Pious convert brimming over with nothing to say

Inside Culture

November 2, 2001

Good novels, Orwell wrote, are written by people who are not frightened. They are not written by orthodoxy sniffers. The same should go for intellectual statements of intent, even for textbooks. A textbook in the human sciences may nonetheless have it in mind to define the doxa. But it will be readable insofar as it aspires to say something capable of making your heart swell or your blood run quick. It will not be readable if its author tries to show that he or she has read absolutely everything, and sprinkles the page with dozens of damn silly little brackets giving the references to prove it. If it is important to tell us what they say, then say it here and now.
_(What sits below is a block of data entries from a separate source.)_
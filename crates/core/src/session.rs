//! Shopper identity and ordered session updates.
//!
//! Identity arrives from two sources that can race: a one-shot fetch when the
//! cart page mounts, and pushed change notifications. Each update carries a
//! revision issued by the identity source; [`SessionTracker`] applies an
//! update only when its revision is strictly newer than the last one applied,
//! so a slow initial fetch can never overwrite a fresher notification.

use serde::{Deserialize, Serialize};

use crate::types::UserId;

/// An authenticated shopper.
#[derive(Debug, Clone, PartialEq, Eq, Serialize, Deserialize)]
pub struct Session {
    pub user_id: UserId,
    pub email: Option<String>,
}

/// A value tagged with the revision at which it was produced.
#[derive(Debug, Clone, PartialEq, Eq, Serialize, Deserialize)]
pub struct Revisioned<T> {
    pub revision: u64,
    pub value: T,
}

impl<T> Revisioned<T> {
    #[must_use]
    pub const fn new(revision: u64, value: T) -> Self {
        Self { revision, value }
    }
}

/// Latest known session, updated monotonically by revision.
#[derive(Debug, Clone, Default, PartialEq, Eq)]
pub struct SessionTracker {
    current: Option<Session>,
    revision: Option<u64>,
}

impl SessionTracker {
    /// Tracker with no session and no revision applied yet.
    #[must_use]
    pub const fn new() -> Self {
        Self {
            current: None,
            revision: None,
        }
    }

    /// Apply an update if it is newer than the last applied revision.
    ///
    /// Returns `true` if the update was applied.
    pub fn apply(&mut self, update: Revisioned<Option<Session>>) -> bool {
        if self.revision.is_some_and(|seen| update.revision <= seen) {
            return false;
        }
        self.revision = Some(update.revision);
        self.current = update.value;
        true
    }

    /// The current session, if authenticated.
    #[must_use]
    pub const fn session(&self) -> Option<&Session> {
        self.current.as_ref()
    }

    /// The revision of the current session, if any update was applied.
    #[must_use]
    pub const fn revision(&self) -> Option<u64> {
        self.revision
    }
}

#[cfg(test)]
mod tests {
    use super::*;

    fn signed_in(user: &str) -> Option<Session> {
        Some(Session {
            user_id: UserId::new(user),
            email: None,
        })
    }

    #[test]
    fn test_first_update_is_always_applied() {
        let mut tracker = SessionTracker::new();
        assert!(tracker.apply(Revisioned::new(0, signed_in("u1"))));
        assert_eq!(tracker.session().map(|s| s.user_id.as_str()), Some("u1"));
    }

    #[test]
    fn test_newer_update_replaces_older() {
        let mut tracker = SessionTracker::new();
        tracker.apply(Revisioned::new(1, signed_in("u1")));
        assert!(tracker.apply(Revisioned::new(2, None)));
        assert!(tracker.session().is_none());
        assert_eq!(tracker.revision(), Some(2));
    }

    #[test]
    fn test_stale_update_is_ignored() {
        let mut tracker = SessionTracker::new();
        // A sign-out notification arrives first...
        tracker.apply(Revisioned::new(5, None));
        // ...then the initial fetch resolves with an older signed-in state.
        assert!(!tracker.apply(Revisioned::new(3, signed_in("u1"))));
        assert!(tracker.session().is_none());
    }

    #[test]
    fn test_duplicate_revision_is_ignored() {
        let mut tracker = SessionTracker::new();
        tracker.apply(Revisioned::new(4, signed_in("u1")));
        assert!(!tracker.apply(Revisioned::new(4, signed_in("u2"))));
        assert_eq!(tracker.session().map(|s| s.user_id.as_str()), Some("u1"));
    }
}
It is much to be feared that Nick Couldry is a rather fearful author. He is obviously a decent man, courteous to a fault, scrupulous to admonish us to listen to other people, anxious that his new discipline conduce to good lives and honest labour.

This excellent worthiness is inextricable from the dire jargon and extreme piety with which cultural studies at the present time baptises its acolytes. He exhorts us to that state of grace in which the devout student will be: cleansed of cultural sterotyping; immune to the blandishments of closure in narrative; inclusive of all those stigmatised by the deadly trinity of race, class and gender; interrogative of all texts while alive to the density of context; and, in the final transfiguration, bricklayer to the building of "an ironic political myth faithful to feminism, socialism and materialism".
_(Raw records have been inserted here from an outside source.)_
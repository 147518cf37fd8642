//! Tillpoint Storefront library.
//!
//! The cart page, its coupon and checkout collaborators, and the HTTP layer
//! that serves them. Exposed as a library so the integration tests can
//! build the same router the binary serves.

#![cfg_attr(not(test), forbid(unsafe_code))]

pub mod carts;
pub mod catalog;
pub mod config;
pub mod error;
pub mod middleware;
pub mod models;
pub mod page;
pub mod routes;
pub mod services;
pub mod state;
Not much irony in all that; not much thought of a critical kind either. Nor much actual study of culture: whatever it is when it is at home (and Couldry does not say). In his painstaking little book, which seems so much longer than it is, Couldry directs us, by way of innumerable inverted commas, to meditate on the canonical topics of worship in the subject: self, presence-in-absence, Otherness, structures, reflexivity and (the prizewinner) "community without closure".

What is most dismaying about this kindly, careful and utterly anxious homily is that it is all a matter of exhortation. Couldry never shows us what to do or how to do it. Telling and not showing is bad teaching, although we are all guilty. Like the motley and not-very-authoritative authoritarians he presents to us so respectfully (such as the preposterous Gayatri Spivak), Couldry is constantly "calling for" desired states of affairs and announcing that "we need" theories of this or that when the world is brimming with theory, most of it vacuous.
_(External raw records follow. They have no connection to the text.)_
//! Checkout session endpoint client.
//!
//! The checkout endpoint turns cart lines into a hosted payment session and
//! answers with the URL the shopper is sent to. Payment processing itself
//! happens entirely on the other side of that URL.
//!
//! # Wire Contract
//!
//! ```text
//! POST {CHECKOUT_URL}
//! {
//!   "items": [{
//!     "price_data": {
//!       "currency": "usd",
//!       "product_data": { "name": "Tee" },
//!       "unit_amount": 1999
//!     },
//!     "quantity": 2
//!   }],
//!   "couponCode": "SAVE10"          // omitted without a coupon
//! }
//!
//! 2xx  -> { "sessionUrl": "https://pay.example/sess_1" }
//! else -> text error body
//! ```

use std::future::Future;
use std::time::Duration;

use serde::{Deserialize, Serialize};
use thiserror::Error;
use tillpoint_core::{AppliedCoupon, CartItem, CurrencyCode, Price, PriceError};
use url::Url;

use crate::config::CheckoutConfig;

/// Errors that can occur when creating a checkout session.
#[derive(Debug, Error)]
pub enum CheckoutError {
    /// HTTP request failed before a response arrived.
    #[error("HTTP error: {0}")]
    Http(#[from] reqwest::Error),

    /// Endpoint answered with a non-success status.
    #[error("Checkout failed ({status}): {body}")]
    Status { status: u16, body: String },

    /// Success response without a session URL.
    #[error("No session URL returned")]
    MissingSessionUrl,

    /// Response body or session URL could not be parsed.
    #[error("Parse error: {0}")]
    Parse(String),

    /// A line price could not be expressed in minor units.
    #[error("Invalid price: {0}")]
    Price(#[from] PriceError),
}

/// Something that can turn a cart into a hosted payment session.
pub trait CheckoutInitiator: Send + Sync {
    /// Create a checkout session and return the URL to redirect to.
    fn create_session(
        &self,
        request: &CheckoutRequest,
    ) -> impl Future<Output = Result<Url, CheckoutError>> + Send;
}

/// Checkout request body.
#[derive(Debug, Clone, PartialEq, Eq, Serialize)]
pub struct CheckoutRequest {
    pub items: Vec<CheckoutLineItem>,
    #[serde(rename = "couponCode", skip_serializing_if = "Option::is_none")]
    pub coupon_code: Option<String>,
}

/// One line as the payment processor expects it.
#[derive(Debug, Clone, PartialEq, Eq, Serialize)]
pub struct CheckoutLineItem {
    pub price_data: PriceData,
    pub quantity: u32,
}

/// Unit price of a line in minor units.
#[derive(Debug, Clone, PartialEq, Eq, Serialize)]
pub struct PriceData {
    pub currency: CurrencyCode,
    pub product_data: ProductData,
    pub unit_amount: i64,
}

/// Product description shown on the hosted checkout page.
#[derive(Debug, Clone, PartialEq, Eq, Serialize)]
pub struct ProductData {
    pub name: String,
}

impl CheckoutRequest {
    /// Build a request from cart lines and the applied coupon.
    ///
    /// # Errors
    ///
    /// Returns [`PriceError`] if a unit price does not fit in minor units.
    pub fn from_cart(
        items: &[CartItem],
        currency: CurrencyCode,
        coupon: Option<&AppliedCoupon>,
    ) -> Result<Self, PriceError> {
        let items = items
            .iter()
            .map(|item| {
                let unit_amount = Price::new(item.product.price, currency).to_minor_units()?;
                Ok(CheckoutLineItem {
                    price_data: PriceData {
                        currency,
                        product_data: ProductData {
                            name: item.product.name.clone(),
                        },
                        unit_amount,
                    },
                    quantity: item.quantity,
                })
            })
            .collect::<Result<Vec<_>, PriceError>>()?;

        Ok(Self {
            items,
            coupon_code: coupon.map(|c| c.code.to_string()),
        })
    }
}

/// Checkout endpoint success body.
#[derive(Debug, Deserialize)]
struct CheckoutResponse {
    #[serde(rename = "sessionUrl")]
    session_url: Option<String>,
}

/// Checkout endpoint client.
#[derive(Clone)]
pub struct CheckoutClient {
    client: reqwest::Client,
    endpoint: Url,
}

impl CheckoutClient {
    /// Create a new checkout client.
    ///
    /// # Errors
    ///
    /// Returns error if the HTTP client fails to build.
    pub fn new(config: &CheckoutConfig, timeout: Duration) -> Result<Self, CheckoutError> {
        let client = reqwest::Client::builder().timeout(timeout).build()?;

        Ok(Self {
            client,
            endpoint: config.endpoint.clone(),
        })
    }
}

impl CheckoutInitiator for CheckoutClient {
    async fn create_session(&self, request: &CheckoutRequest) -> Result<Url, CheckoutError> {
        let response = self
            .client
            .post(self.endpoint.clone())
            .json(request)
            .send()
            .await?;
        let status = response.status();

        if !status.is_success() {
            let body = response.text().await.unwrap_or_else(|e| {
                tracing::warn!(error = %e, "Failed to read checkout error body");
                String::new()
            });
            tracing::error!(status = status.as_u16(), body = %body, "Checkout endpoint error");
            return Err(CheckoutError::Status {
                status: status.as_u16(),
                body,
            });
        }

        let parsed: CheckoutResponse = response
            .json()
            .await
            .map_err(|e| CheckoutError::Parse(e.to_string()))?;

        let session_url = parsed
            .session_url
            .filter(|url| !url.trim().is_empty())
            .ok_or(CheckoutError::MissingSessionUrl)?;

        Url::parse(&session_url).map_err(|e| CheckoutError::Parse(format!("session URL: {e}")))
    }
}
He leaves this poor reader sometimes waving with helpless rage, sometimes drowning in helpless laughter, either way wishing that he would write straightly to his subject, a set book or two in hand, a circumscribable topic in view. But then his whole thwarted struggle is to find a way of thought that takes in every single one of the approved perspectives, sanctioned by each and all of the cardinal virtues of a late-Foucauldian day, conducing to a perfect accommodation for the many and the one of high old individualism and brave new communitarianism.

For all his admirability, Couldry stands arraigned by the words of R. G. Collingwood: "To ask questions you see no prospect of answering is the fundamental sin in science, like giving orders that you do not think will be obeyed in politics, or praying for what you do not think God will grant in religion."

Fred Inglis is professor of cultural studies, University of Sheffield.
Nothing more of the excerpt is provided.